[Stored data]
//! End-to-end prediction through a loaded session

use chrono::NaiveDate;

use claim_insight::{
    APPROVAL_THRESHOLD, ClaimCategory, Error, RawClaimInput, RawValue, Session, SessionConfig,
};

use crate::utils::{scratch_dir, write_model};

fn medicine_input() -> RawClaimInput {
    RawClaimInput::new()
        .with("jenisresep", RawValue::Text("Obat Kemoterapi".to_string()))
        .with("obat", RawValue::Text("PACLITAXEL".to_string()))
        .with(
            "tgl_resep",
            RawValue::Date(NaiveDate::from_ymd_opt(2024, 7, 3).unwrap()),
        )
        .with("jmlobat", RawValue::Int(10))
        .with("BIAYA_TAGIHAN", RawValue::Float(1_250_000.0))
        .with("jmlobatsetuju", RawValue::Int(8))
        .with("biayasetuju", RawValue::Float(1_000_000.0))
}

fn package_input() -> RawClaimInput {
    RawClaimInput::new()
        .with("UMUR_TAHUN", RawValue::Int(45))
        .with("KELAS_RAWAT", RawValue::Int(2))
        .with("PTD", RawValue::Int(1))
        .with("DIAGLIST", RawValue::Codes(vec!["A90".to_string()]))
        .with("PROCLIST", RawValue::Codes(vec![]))
        .with("VERSI_INACBG", RawValue::Float(5.1))
        .with("TARIF_RS", RawValue::Float(1_000_000.0))
        .with("TARIF_INACBG", RawValue::Float(900_000.0))
        .with("LOS", RawValue::Int(3))
        .with("DISCHARGE_STATUS", RawValue::Text("1".to_string()))
}

#[test]
fn test_predict_medicine_claim_above_threshold() {
    let dir = scratch_dir();
    // Zero weights, so the prediction sits at sigmoid(2) regardless of input
    write_model(
        &dir.join("model_obat.json"),
        &["jenisresep_Obat Kemoterapi", "jmlobat", "selisih_jmlobat"],
        &[0.0, 0.0, 0.0],
        2.0,
    );

    let session = Session::load(SessionConfig::from_base_dir(&dir));
    let result = session
        .predict(ClaimCategory::Medicine, &medicine_input())
        .unwrap();

    assert!(result.probability > APPROVAL_THRESHOLD);
    assert_eq!(result.label, 1);
    assert!(result.is_approved());
}

#[test]
fn test_predict_package_claim_below_threshold() {
    let dir = scratch_dir();
    write_model(&dir.join("model_inacbgs.json"), &["UMUR_TAHUN"], &[0.0], -2.0);

    let session = Session::load(SessionConfig::from_base_dir(&dir));
    let result = session
        .predict(ClaimCategory::Package, &package_input())
        .unwrap();

    assert!(result.probability < 0.5);
    assert_eq!(result.label, 0);
}

#[test]
fn test_predict_without_artifact_is_scoring_unavailable() {
    let dir = scratch_dir();
    write_model(&dir.join("model_obat.json"), &["jmlobat"], &[0.0], 0.0);

    let session = Session::load(SessionConfig::from_base_dir(&dir));
    let err = session
        .predict(ClaimCategory::NonPackage, &RawClaimInput::new())
        .unwrap_err();
    assert!(matches!(err, Error::ScoringUnavailable { .. }));
    assert!(!err.is_recoverable());
}

#[test]
fn test_invalid_form_value_is_reported_per_field() {
    let dir = scratch_dir();
    write_model(&dir.join("model_obat.json"), &["jmlobat"], &[0.0], 0.0);

    let session = Session::load(SessionConfig::from_base_dir(&dir));
    let input = medicine_input().with("jenisresep", RawValue::Text("Obat Bebas".to_string()));

    let err = session.predict(ClaimCategory::Medicine, &input).unwrap_err();
    assert!(matches!(err, Error::InvalidInput { ref field, .. } if field == "jenisresep"));
    assert!(err.is_recoverable());
}

#[test]
fn test_unseen_medicine_name_still_scores() {
    let dir = scratch_dir();
    // Only a known medicine indicator carries weight; an unseen name
    // expands to all-zero indicators and scores at the intercept.
    write_model(
        &dir.join("model_obat.json"),
        &["obat_PACLITAXEL"],
        &[5.0],
        0.0,
    );

    let session = Session::load(SessionConfig::from_base_dir(&dir));
    let input = medicine_input().with("obat", RawValue::Text("OBAT BARU".to_string()));

    let result = session.predict(ClaimCategory::Medicine, &input).unwrap();
    assert!((result.probability - 0.5).abs() < 1e-12);
    assert_eq!(result.label, 0);
}
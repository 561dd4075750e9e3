//! Parquet file reading utilities
//!
//! Thin wrapper around the Arrow parquet reader plus per-cell accessors used
//! by the dataset and reference-table loaders. File handles live only for
//! the duration of a load call and are released on every exit path.

pub mod dataset;

use std::fs;
use std::path::Path;

use arrow::array::{
    Array, Date32Array, Float32Array, Float64Array, Int32Array, Int64Array, LargeStringArray,
    StringArray,
};
use arrow::record_batch::RecordBatch;
use chrono::NaiveDate;
use parquet::arrow::arrow_reader::ParquetRecordBatchReaderBuilder;

use crate::config::DateFormatConfig;
use crate::error::{Error, Result};

/// Offset between the Common Era day count and the Unix epoch used by Date32
const UNIX_EPOCH_DAYS_FROM_CE: i32 = 719_163;

/// Safely open a file, mapping every failure to `DataUnavailable`
fn open_file(path: &Path, purpose: &str) -> Result<fs::File> {
    if !path.exists() {
        return Err(Error::data_unavailable(
            path,
            format!("file not found ({purpose})"),
        ));
    }
    if !path.is_file() {
        return Err(Error::data_unavailable(
            path,
            format!("path is not a file ({purpose})"),
        ));
    }
    fs::File::open(path)
        .map_err(|e| Error::data_unavailable(path, format!("failed to open ({purpose}): {e}")))
}

/// Read a parquet file into Arrow record batches
///
/// # Errors
/// Returns `DataUnavailable` if the file cannot be opened or decoded.
pub fn read_batches(path: &Path) -> Result<Vec<RecordBatch>> {
    let file = open_file(path, "reading parquet file")?;

    let reader = ParquetRecordBatchReaderBuilder::try_new(file)
        .map_err(|e| Error::data_unavailable(path, format!("failed to read parquet metadata: {e}")))?
        .build()
        .map_err(|e| Error::data_unavailable(path, format!("failed to build parquet reader: {e}")))?;

    let mut batches = Vec::new();
    for batch_result in reader {
        let batch = batch_result
            .map_err(|e| Error::data_unavailable(path, format!("failed to read record batch: {e}")))?;
        batches.push(batch);
    }

    log::debug!(
        "Read {} batches ({} rows) from {}",
        batches.len(),
        batches.iter().map(RecordBatch::num_rows).sum::<usize>(),
        path.display()
    );

    Ok(batches)
}

/// Extract a string cell, `None` if the column is missing or the cell null
pub(crate) fn string_at(batch: &RecordBatch, column: &str, row: usize) -> Option<String> {
    let array = batch.column_by_name(column)?;
    if array.is_null(row) {
        return None;
    }
    if let Some(strings) = array.as_any().downcast_ref::<StringArray>() {
        return Some(strings.value(row).to_string());
    }
    if let Some(strings) = array.as_any().downcast_ref::<LargeStringArray>() {
        return Some(strings.value(row).to_string());
    }
    None
}

/// Extract a numeric cell as f64, widening from any supported numeric type
pub(crate) fn f64_at(batch: &RecordBatch, column: &str, row: usize) -> Option<f64> {
    let array = batch.column_by_name(column)?;
    if array.is_null(row) {
        return None;
    }
    let any = array.as_any();
    if let Some(a) = any.downcast_ref::<Float64Array>() {
        return Some(a.value(row));
    }
    if let Some(a) = any.downcast_ref::<Float32Array>() {
        return Some(f64::from(a.value(row)));
    }
    if let Some(a) = any.downcast_ref::<Int64Array>() {
        #[allow(clippy::cast_precision_loss)]
        return Some(a.value(row) as f64);
    }
    if let Some(a) = any.downcast_ref::<Int32Array>() {
        return Some(f64::from(a.value(row)));
    }
    None
}

/// Extract an integer cell, accepting spreadsheet-style integral floats
pub(crate) fn i64_at(batch: &RecordBatch, column: &str, row: usize) -> Option<i64> {
    let array = batch.column_by_name(column)?;
    if array.is_null(row) {
        return None;
    }
    let any = array.as_any();
    if let Some(a) = any.downcast_ref::<Int64Array>() {
        return Some(a.value(row));
    }
    if let Some(a) = any.downcast_ref::<Int32Array>() {
        return Some(i64::from(a.value(row)));
    }
    if let Some(a) = any.downcast_ref::<Float64Array>() {
        let v = a.value(row);
        if v.fract() == 0.0 {
            #[allow(clippy::cast_possible_truncation)]
            return Some(v as i64);
        }
    }
    None
}

/// Extract a cell as a code string: strings pass through, integers are
/// formatted (reference tables store some codes as numbers)
pub(crate) fn code_at(batch: &RecordBatch, column: &str, row: usize) -> Option<String> {
    if let Some(text) = string_at(batch, column, row) {
        return Some(text);
    }
    i64_at(batch, column, row).map(|v| v.to_string())
}

/// Extract a date cell from a Date32 column or a formatted string column
pub(crate) fn date_at(
    batch: &RecordBatch,
    column: &str,
    row: usize,
    formats: &DateFormatConfig,
) -> Option<NaiveDate> {
    let array = batch.column_by_name(column)?;
    if array.is_null(row) {
        return None;
    }
    if let Some(dates) = array.as_any().downcast_ref::<Date32Array>() {
        let days = dates.value(row);
        return NaiveDate::from_num_days_from_ce_opt(days + UNIX_EPOCH_DAYS_FROM_CE);
    }
    let text = string_at(batch, column, row)?;
    formats
        .date_formats
        .iter()
        .find_map(|fmt| NaiveDate::parse_from_str(&text, fmt).ok())
}
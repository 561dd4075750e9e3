//! Reference data loading
//!
//! Lookup tables mapping human-readable display labels to domain codes
//! (ICD-10 diagnoses, ICD-9-CM procedures, discharge statuses, medicine
//! names). Loaded once per session and read-only afterwards.

use std::path::Path;

use rustc_hash::FxHashMap;

use crate::error::{Error, Result};
use crate::reader::{code_at, read_batches, string_at};

/// A label → code mapping for one lookup domain
///
/// Labels are unique; when a source table repeats a label the last
/// occurrence wins. `labels()` preserves first-appearance order so forms can
/// present entries the way the source file lists them.
#[derive(Debug, Clone, Default)]
pub struct ReferenceTable {
    labels: Vec<String>,
    codes: FxHashMap<String, String>,
}

impl ReferenceTable {
    /// Build a table from (label, code) pairs, last-seen-wins on duplicates
    pub fn from_pairs<I, L, C>(pairs: I) -> Self
    where
        I: IntoIterator<Item = (L, C)>,
        L: Into<String>,
        C: Into<String>,
    {
        let mut table = Self::default();
        for (label, code) in pairs {
            let label = label.into();
            if !table.codes.contains_key(&label) {
                table.labels.push(label.clone());
            }
            table.codes.insert(label, code.into());
        }
        table
    }

    /// Load a table from a two-column parquet file
    ///
    /// # Errors
    /// Returns `DataUnavailable` if the file cannot be read or a named
    /// column is absent from every row.
    pub fn load(path: &Path, label_column: &str, code_column: &str) -> Result<Self> {
        let batches = read_batches(path)?;
        let mut pairs = Vec::new();

        for batch in &batches {
            for row in 0..batch.num_rows() {
                let label = string_at(batch, label_column, row);
                let code = code_at(batch, code_column, row);
                if let (Some(label), Some(code)) = (label, code) {
                    pairs.push((label, code));
                }
            }
        }

        if pairs.is_empty() {
            return Err(Error::data_unavailable(
                path,
                format!("no usable rows with columns '{label_column}' and '{code_column}'"),
            ));
        }

        Ok(Self::from_pairs(pairs))
    }

    /// Load a single-column list where each label is its own code
    /// (the medicine name list has no separate code column)
    ///
    /// # Errors
    /// Returns `DataUnavailable` if the file cannot be read or the column
    /// is absent.
    pub fn load_identity(path: &Path, column: &str) -> Result<Self> {
        let batches = read_batches(path)?;
        let mut pairs = Vec::new();

        for batch in &batches {
            for row in 0..batch.num_rows() {
                if let Some(label) = string_at(batch, column, row) {
                    // Skip a stray header row, as the source files carry one
                    if label.eq_ignore_ascii_case(column) {
                        continue;
                    }
                    pairs.push((label.clone(), label));
                }
            }
        }

        if pairs.is_empty() {
            return Err(Error::data_unavailable(
                path,
                format!("no usable rows with column '{column}'"),
            ));
        }

        Ok(Self::from_pairs(pairs))
    }

    /// Load a table, falling back to an empty one on failure
    ///
    /// Code resolution for a field the user never selects must not block
    /// the rest of the form, so callers that can tolerate an empty list use
    /// this instead of `load`.
    #[must_use]
    pub fn load_or_empty(path: &Path, label_column: &str, code_column: &str) -> Self {
        match Self::load(path, label_column, code_column) {
            Ok(table) => table,
            Err(e) => {
                log::warn!("Reference table unavailable, using empty list: {e}");
                Self::default()
            }
        }
    }

    /// Resolve a display label to its code
    #[must_use]
    pub fn resolve(&self, label: &str) -> Option<&str> {
        self.codes.get(label).map(String::as_str)
    }

    /// Resolve a multi-select choice to codes, preserving selection order
    ///
    /// # Errors
    /// Returns `InvalidInput` naming the first unknown label.
    pub fn resolve_all(&self, labels: &[&str]) -> Result<Vec<String>> {
        labels
            .iter()
            .map(|label| {
                self.resolve(label).map(String::from).ok_or_else(|| {
                    Error::invalid_input(*label, "label not present in reference table")
                })
            })
            .collect()
    }

    /// Display labels in first-appearance order
    #[must_use]
    pub fn labels(&self) -> &[String] {
        &self.labels
    }

    /// Number of distinct labels
    #[must_use]
    pub fn len(&self) -> usize {
        self.labels.len()
    }

    /// Whether the table holds no entries
    #[must_use]
    pub fn is_empty(&self) -> bool {
        self.labels.is_empty()
    }
}
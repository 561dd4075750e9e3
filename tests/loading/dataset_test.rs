//! Loading the typed claim datasets from parquet

use std::path::Path;
use std::sync::Arc;

use arrow::array::{ArrayRef, Float64Array, Int64Array, StringArray};

use claim_insight::reader::dataset::{load_medicine_claims, load_package_claims};
use claim_insight::{ClaimRecord, ClaimStatus, DateFormatConfig, Error};

use crate::utils::{scratch_dir, write_parquet};

fn write_package_fixture(path: &Path) {
    write_parquet(
        path,
        vec![
            (
                "SEP",
                Arc::new(StringArray::from(vec!["0301R0010123V000001", "0301R0010123V000002"]))
                    as ArrayRef,
            ),
            ("status", Arc::new(Int64Array::from(vec![1, 0])) as ArrayRef),
            (
                "ADMISSION_DATE",
                Arc::new(StringArray::from(vec!["15/01/2023", "02/06/2024"])) as ArrayRef,
            ),
            ("SEX", Arc::new(StringArray::from(vec!["1", "2"])) as ArrayRef),
            (
                "UMUR_TAHUN",
                Arc::new(Float64Array::from(vec![45.0, 31.0])) as ArrayRef,
            ),
            (
                "KELAS_RAWAT",
                Arc::new(Int64Array::from(vec![2, 3])) as ArrayRef,
            ),
            (
                "DIAGLIST",
                Arc::new(StringArray::from(vec!["A90;J18.9", "A09"])) as ArrayRef,
            ),
            (
                "PROCLIST",
                Arc::new(StringArray::from(vec![Some("99.04"), None])) as ArrayRef,
            ),
            (
                "DESKRIPSI_INACBG",
                Arc::new(StringArray::from(vec!["INFEKSI VIRUS RINGAN", "DIARE RINGAN"]))
                    as ArrayRef,
            ),
            ("LOS", Arc::new(Float64Array::from(vec![3.0, 2.0])) as ArrayRef),
            (
                "TARIF_RS",
                Arc::new(Float64Array::from(vec![1_000_000.0, 750_000.0])) as ArrayRef,
            ),
            (
                "TOTAL_TARIF",
                Arc::new(Float64Array::from(vec![900_000.0, 800_000.0])) as ArrayRef,
            ),
        ],
    );
}

#[test]
fn test_load_package_claims_round_trip() {
    let dir = scratch_dir();
    let path = dir.join("pengajuan_bpjs.parquet");
    write_package_fixture(&path);

    let claims = load_package_claims(&path, &DateFormatConfig::default()).unwrap();
    assert_eq!(claims.len(), 2);

    let first = &claims[0];
    assert_eq!(first.sep, "0301R0010123V000001");
    assert_eq!(first.status, Some(ClaimStatus::Approved));
    assert_eq!(first.year(), 2023);
    assert_eq!(first.month(), 1);
    assert_eq!(first.ward_class, Some(2));
    assert_eq!(first.diagnosis_codes.as_deref(), Some("A90;J18.9"));
    assert_eq!(first.hospital_tariff, 1_000_000.0);
    assert_eq!(first.tariff_difference(), 100_000.0);

    let second = &claims[1];
    assert_eq!(second.status, Some(ClaimStatus::Rejected));
    assert_eq!(second.year(), 2024);
    assert_eq!(second.month(), 6);
    // Null descriptive cells degrade to None instead of failing the load
    assert_eq!(second.procedure_codes, None);
}

#[test]
fn test_load_medicine_claims_round_trip() {
    let dir = scratch_dir();
    let path = dir.join("pengajuan_obat.parquet");
    write_parquet(
        &path,
        vec![
            (
                "SEP_KUNJUNGAN",
                Arc::new(StringArray::from(vec!["0301R0010123V000009"])) as ArrayRef,
            ),
            ("status", Arc::new(Int64Array::from(vec![1])) as ArrayRef),
            (
                "TGL_RESEP",
                Arc::new(StringArray::from(vec!["03/07/2024"])) as ArrayRef,
            ),
            (
                "jenisresep",
                Arc::new(StringArray::from(vec!["Obat Kemoterapi"])) as ArrayRef,
            ),
            (
                "obat",
                Arc::new(StringArray::from(vec!["PACLITAXEL"])) as ArrayRef,
            ),
            ("jmlobat", Arc::new(Float64Array::from(vec![10.0])) as ArrayRef),
            (
                "BIAYA_TAGIHAN",
                Arc::new(Float64Array::from(vec![1_250_000.0])) as ArrayRef,
            ),
            (
                "jmlobatsetuju",
                Arc::new(Float64Array::from(vec![8.0])) as ArrayRef,
            ),
            (
                "biayasetuju",
                Arc::new(Float64Array::from(vec![1_000_000.0])) as ArrayRef,
            ),
        ],
    );

    let claims = load_medicine_claims(&path, &DateFormatConfig::default()).unwrap();
    assert_eq!(claims.len(), 1);

    let claim = &claims[0];
    assert_eq!(claim.medicine.as_deref(), Some("PACLITAXEL"));
    assert_eq!(claim.month(), 7);
    assert_eq!(claim.quantity, 10.0);
    assert_eq!(claim.approved_amount, 1_000_000.0);
}

#[test]
fn test_missing_dataset_is_data_unavailable() {
    let dir = scratch_dir();
    let err =
        load_package_claims(&dir.join("absent.parquet"), &DateFormatConfig::default()).unwrap_err();
    assert!(matches!(err, Error::DataUnavailable { .. }));
}

#[test]
fn test_row_missing_mandatory_column_fails_the_load() {
    let dir = scratch_dir();
    let path = dir.join("pengajuan_bpjs.parquet");
    // No TARIF_RS column at all
    write_parquet(
        &path,
        vec![
            ("SEP", Arc::new(StringArray::from(vec!["X"])) as ArrayRef),
            (
                "ADMISSION_DATE",
                Arc::new(StringArray::from(vec!["15/01/2023"])) as ArrayRef,
            ),
            (
                "TOTAL_TARIF",
                Arc::new(Float64Array::from(vec![1.0])) as ArrayRef,
            ),
        ],
    );

    let err = load_package_claims(&path, &DateFormatConfig::default()).unwrap_err();
    assert!(matches!(err, Error::DataUnavailable { .. }));
}
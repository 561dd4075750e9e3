//! Year/month filtering for report views
//!
//! Every dashboard page filters its claim rows by the same two controls: a
//! year multi-select and a month multi-select, each carrying an "all"
//! sentinel that short-circuits the check. Filtering borrows rows from the
//! session's loaded dataset; nothing is copied or mutated.

use itertools::Itertools;

use crate::models::ClaimRecord;

/// A multi-select control value with an "all" sentinel
#[derive(Debug, Clone, PartialEq, Eq)]
pub enum Selection<T> {
    /// Every value passes
    All,
    /// Only the listed values pass
    Only(Vec<T>),
}

impl<T: PartialEq> Selection<T> {
    /// Whether a value passes the selection
    ///
    /// An empty explicit selection means the user cleared the control, which
    /// reads as "no restriction", the same as [`Selection::All`].
    pub fn matches(&self, value: &T) -> bool {
        match self {
            Self::All => true,
            Self::Only(values) => values.is_empty() || values.contains(value),
        }
    }
}

impl<T> Default for Selection<T> {
    fn default() -> Self {
        Self::All
    }
}

/// The filter state of one report page
#[derive(Debug, Clone, Default)]
pub struct FilterSelection {
    /// Selected claim years
    pub years: Selection<i32>,
    /// Selected claim months (1..=12)
    pub months: Selection<u32>,
}

impl FilterSelection {
    /// Whether a claim row passes both controls
    pub fn matches<R: ClaimRecord>(&self, claim: &R) -> bool {
        self.years.matches(&claim.year()) && self.months.matches(&claim.month())
    }
}

/// Rows passing the selection, in dataset order
pub fn filter_claims<'a, R: ClaimRecord>(
    claims: &'a [R],
    selection: &FilterSelection,
) -> Vec<&'a R> {
    claims
        .iter()
        .filter(|claim| selection.matches(*claim))
        .collect()
}

/// Distinct claim years present in a dataset, ascending, for populating the
/// year control
pub fn distinct_years<R: ClaimRecord>(claims: &[R]) -> Vec<i32> {
    claims
        .iter()
        .map(ClaimRecord::year)
        .sorted_unstable()
        .dedup()
        .collect()
}
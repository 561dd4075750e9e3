//! Loading label → code reference tables from parquet

use std::sync::Arc;

use arrow::array::{ArrayRef, StringArray};

use claim_insight::ReferenceTable;

use crate::utils::{scratch_dir, write_parquet};

#[test]
fn test_two_column_table_resolves_in_selection_order() {
    let dir = scratch_dir();
    let path = dir.join("icd10_eklaim.parquet");
    write_parquet(
        &path,
        vec![
            (
                "DISPLAY",
                Arc::new(StringArray::from(vec![
                    "Dengue fever",
                    "Diarrhoea",
                    "Pneumonia",
                ])) as ArrayRef,
            ),
            (
                "CODE",
                Arc::new(StringArray::from(vec!["A90", "A09", "J18.9"])) as ArrayRef,
            ),
        ],
    );

    let table = ReferenceTable::load(&path, "DISPLAY", "CODE").unwrap();
    assert_eq!(table.len(), 3);
    assert_eq!(table.labels()[0], "Dengue fever");

    let codes = table.resolve_all(&["Pneumonia", "Dengue fever"]).unwrap();
    assert_eq!(codes, ["J18.9", "A90"]);
}

#[test]
fn test_identity_list_skips_header_row() {
    let dir = scratch_dir();
    let path = dir.join("daftar_obat_unik.parquet");
    write_parquet(
        &path,
        vec![(
            "obat",
            Arc::new(StringArray::from(vec!["obat", "PACLITAXEL", "CISPLATIN"])) as ArrayRef,
        )],
    );

    let table = ReferenceTable::load_identity(&path, "obat").unwrap();
    assert_eq!(table.labels(), ["PACLITAXEL", "CISPLATIN"]);
    assert_eq!(table.resolve("PACLITAXEL"), Some("PACLITAXEL"));
}

#[test]
fn test_missing_table_falls_back_to_empty() {
    let dir = scratch_dir();
    let table = ReferenceTable::load_or_empty(&dir.join("absent.parquet"), "DISPLAY", "CODE");
    assert!(table.is_empty());
}
//! Domain models for claim records
//!
//! One typed row struct per claim category, plus the status and category
//! enums shared by the loaders, the report engine and the session context.

pub mod claim;

pub use claim::{ClaimRecord, MedicineClaim, NonPackageClaim, PackageClaim};

/// Adjudication outcome of a submitted claim
#[derive(Debug, Clone, Copy, PartialEq, Eq, Hash)]
pub enum ClaimStatus {
    /// Claim was approved by the payer (status flag 1)
    Approved,
    /// Claim was rejected by the payer (status flag 0)
    Rejected,
}

impl ClaimStatus {
    /// Decode the dataset status flag. Values other than 0/1 are treated as
    /// not yet adjudicated.
    #[must_use]
    pub const fn from_flag(flag: i64) -> Option<Self> {
        match flag {
            1 => Some(Self::Approved),
            0 => Some(Self::Rejected),
            _ => None,
        }
    }

    /// Display label used throughout the report tables
    #[must_use]
    pub const fn label(self) -> &'static str {
        match self {
            Self::Approved => "Disetujui",
            Self::Rejected => "Ditolak",
        }
    }
}

/// The three claim categories covered by the reporting pages
#[derive(Debug, Clone, Copy, PartialEq, Eq, Hash)]
pub enum ClaimCategory {
    /// Claims reimbursed under a standardized diagnosis-linked package
    Package,
    /// Claims for services/items billed individually, outside the package
    NonPackage,
    /// Claims for prescribed medicine costs
    Medicine,
}

impl ClaimCategory {
    /// Display name used in the report tables
    #[must_use]
    pub const fn display_name(self) -> &'static str {
        match self {
            Self::Package => "INA-CBGs",
            Self::NonPackage => "Non-CBGs",
            Self::Medicine => "Obat",
        }
    }
}

/// Localized month names, indexed 1..=12, as shown on the trend charts
pub const MONTH_NAMES: [&str; 12] = [
    "Januari",
    "Februari",
    "Maret",
    "April",
    "Mei",
    "Juni",
    "Juli",
    "Agustus",
    "September",
    "Oktober",
    "November",
    "Desember",
];

/// Display name for a month number (1..=12)
#[must_use]
pub fn month_name(month: u32) -> &'static str {
    MONTH_NAMES
        .get(month.saturating_sub(1) as usize)
        .copied()
        .unwrap_or("?")
}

Task prompt – Using the data above, reproduce exactly the lines from the line that contains "let first = &claims[0];" through the line that contains "assert_eq!(first.ward_class, Some(2));", including both.

Output –
    let first = &claims[0];
    assert_eq!(first.sep, "0301R0010123V000001");
    assert_eq!(first.status, Some(ClaimStatus::Approved));
    assert_eq!(first.year(), 2023);
    assert_eq!(first.month(), 1);
    assert_eq!(first.ward_class, Some(2));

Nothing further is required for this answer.